// This Source Code Form is subject to the terms of the Mozilla Public
// License, v. 2.0. If a copy of the MPL was not distributed with this
// file, You can obtain one at https://mozilla.org/MPL/2.0/.

//! A/B side classification of an opening's split faces.
//!
//! The host wall's faces are sorted into an A side (left faces bounding a
//! room) and a B side (everything else). An opening face is A when its raw
//! path overlaps an A wall face; across a split seam the brother of an A face
//! is B.

use plan_lite_sketch::{paths_overlap, Polygon, Tolerance};
use rustc_hash::FxHashSet;

use crate::model::{FaceId, OpeningFace, ParametricOpening, WallFace};

/// Host wall faces split by side.
#[derive(Debug, Clone, Default, PartialEq)]
pub struct AbWallFaces<'a> {
    pub a: Vec<&'a WallFace>,
    pub b: Vec<&'a WallFace>,
}

/// Classified split faces of an opening.
#[derive(Debug, Clone, Default, PartialEq)]
pub struct SplitAbFaces<'a> {
    pub a_faces: Vec<&'a OpeningFace>,
    pub b_faces: Vec<&'a OpeningFace>,
    pub a_wall_faces: Vec<&'a WallFace>,
    pub b_wall_faces: Vec<&'a WallFace>,
    /// Seam pairs where neither face touches the A side.
    pub unclassified: Vec<(&'a OpeningFace, &'a OpeningFace)>,
}

/// Stateless classifier over one opening and its host wall.
#[derive(Debug, Clone, Copy)]
pub struct OpeningFaceClassifier<'a> {
    opening: &'a ParametricOpening,
    tolerance: Tolerance,
}

impl<'a> OpeningFaceClassifier<'a> {
    pub fn new(opening: &'a ParametricOpening, tolerance: Tolerance) -> Self {
        Self { opening, tolerance }
    }

    /// Left faces with room information are A; all other faces are B.
    pub fn ab_wall_faces(&self) -> AbWallFaces<'a> {
        let host = &self.opening.host;
        let mut faces = AbWallFaces::default();
        for face in host.left_faces.values() {
            if face.has_room_info() {
                faces.a.push(face);
            } else {
                faces.b.push(face);
            }
        }
        faces.b.extend(host.right_faces.values());
        faces
    }

    /// One `(face, brother)` pair per split seam, in split order.
    ///
    /// Split faces without a brother are skipped.
    pub fn unordered_ab_face_pairs(&self) -> Vec<(&'a OpeningFace, &'a OpeningFace)> {
        let opening = self.opening;
        let mut visited: FxHashSet<FaceId> = FxHashSet::default();
        let mut pairs = Vec::new();

        for &id in opening.split_face_list() {
            if !visited.insert(id) {
                continue;
            }
            let (Some(face), Some(brother)) = (opening.face(id), opening.brother_face(id)) else {
                tracing::warn!(opening = opening.id, face = id, "Split face has no brother");
                continue;
            };
            visited.insert(brother.id);
            pairs.push((face, brother));
        }
        pairs
    }

    /// Returns `true` if any outer curves of the two paths overlap.
    pub fn is_overlap(&self, path_a: &Polygon, path_b: &Polygon) -> bool {
        paths_overlap(&path_a.outer, &path_b.outer, &self.tolerance)
    }

    fn touches_any(&self, face: &OpeningFace, wall_faces: &[&WallFace]) -> bool {
        wall_faces
            .iter()
            .any(|wf| self.is_overlap(&face.raw_path, &wf.path))
    }

    /// Opening faces whose raw path overlaps an A wall face.
    pub fn a_faces(&self) -> Vec<&'a OpeningFace> {
        let a_wall = self.ab_wall_faces().a;
        self.opening
            .face_list()
            .iter()
            .filter(|f| self.touches_any(f, &a_wall))
            .collect()
    }

    /// Splits every seam pair into its A and B face.
    ///
    /// The face overlapping an A wall face is A and its brother is B. Pairs
    /// where neither side matches end up in
    /// [`SplitAbFaces::unclassified`].
    pub fn split_ab_face_pairs(&self) -> SplitAbFaces<'a> {
        let AbWallFaces { a, b } = self.ab_wall_faces();
        let mut result = SplitAbFaces::default();

        for (face, brother) in self.unordered_ab_face_pairs() {
            if self.touches_any(face, &a) {
                result.a_faces.push(face);
                result.b_faces.push(brother);
            } else if self.touches_any(brother, &a) {
                result.a_faces.push(brother);
                result.b_faces.push(face);
            } else {
                tracing::warn!(
                    opening = self.opening.id,
                    face = face.id,
                    brother = brother.id,
                    "Seam pair does not touch the A side"
                );
                result.unclassified.push((face, brother));
            }
        }

        result.a_wall_faces = a;
        result.b_wall_faces = b;
        tracing::debug!(
            opening = self.opening.id,
            a = result.a_faces.len(),
            b = result.b_faces.len(),
            unclassified = result.unclassified.len(),
            "Classified opening faces"
        );
        result
    }
}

> [What to work on] Across the data, find each line that has "Polygon" in it and copy that line.

> [Response]
use plan_lite_sketch::{paths_overlap, Polygon, Tolerance};
    pub fn is_overlap(&self, path_a: &Polygon, path_b: &Polygon) -> bool {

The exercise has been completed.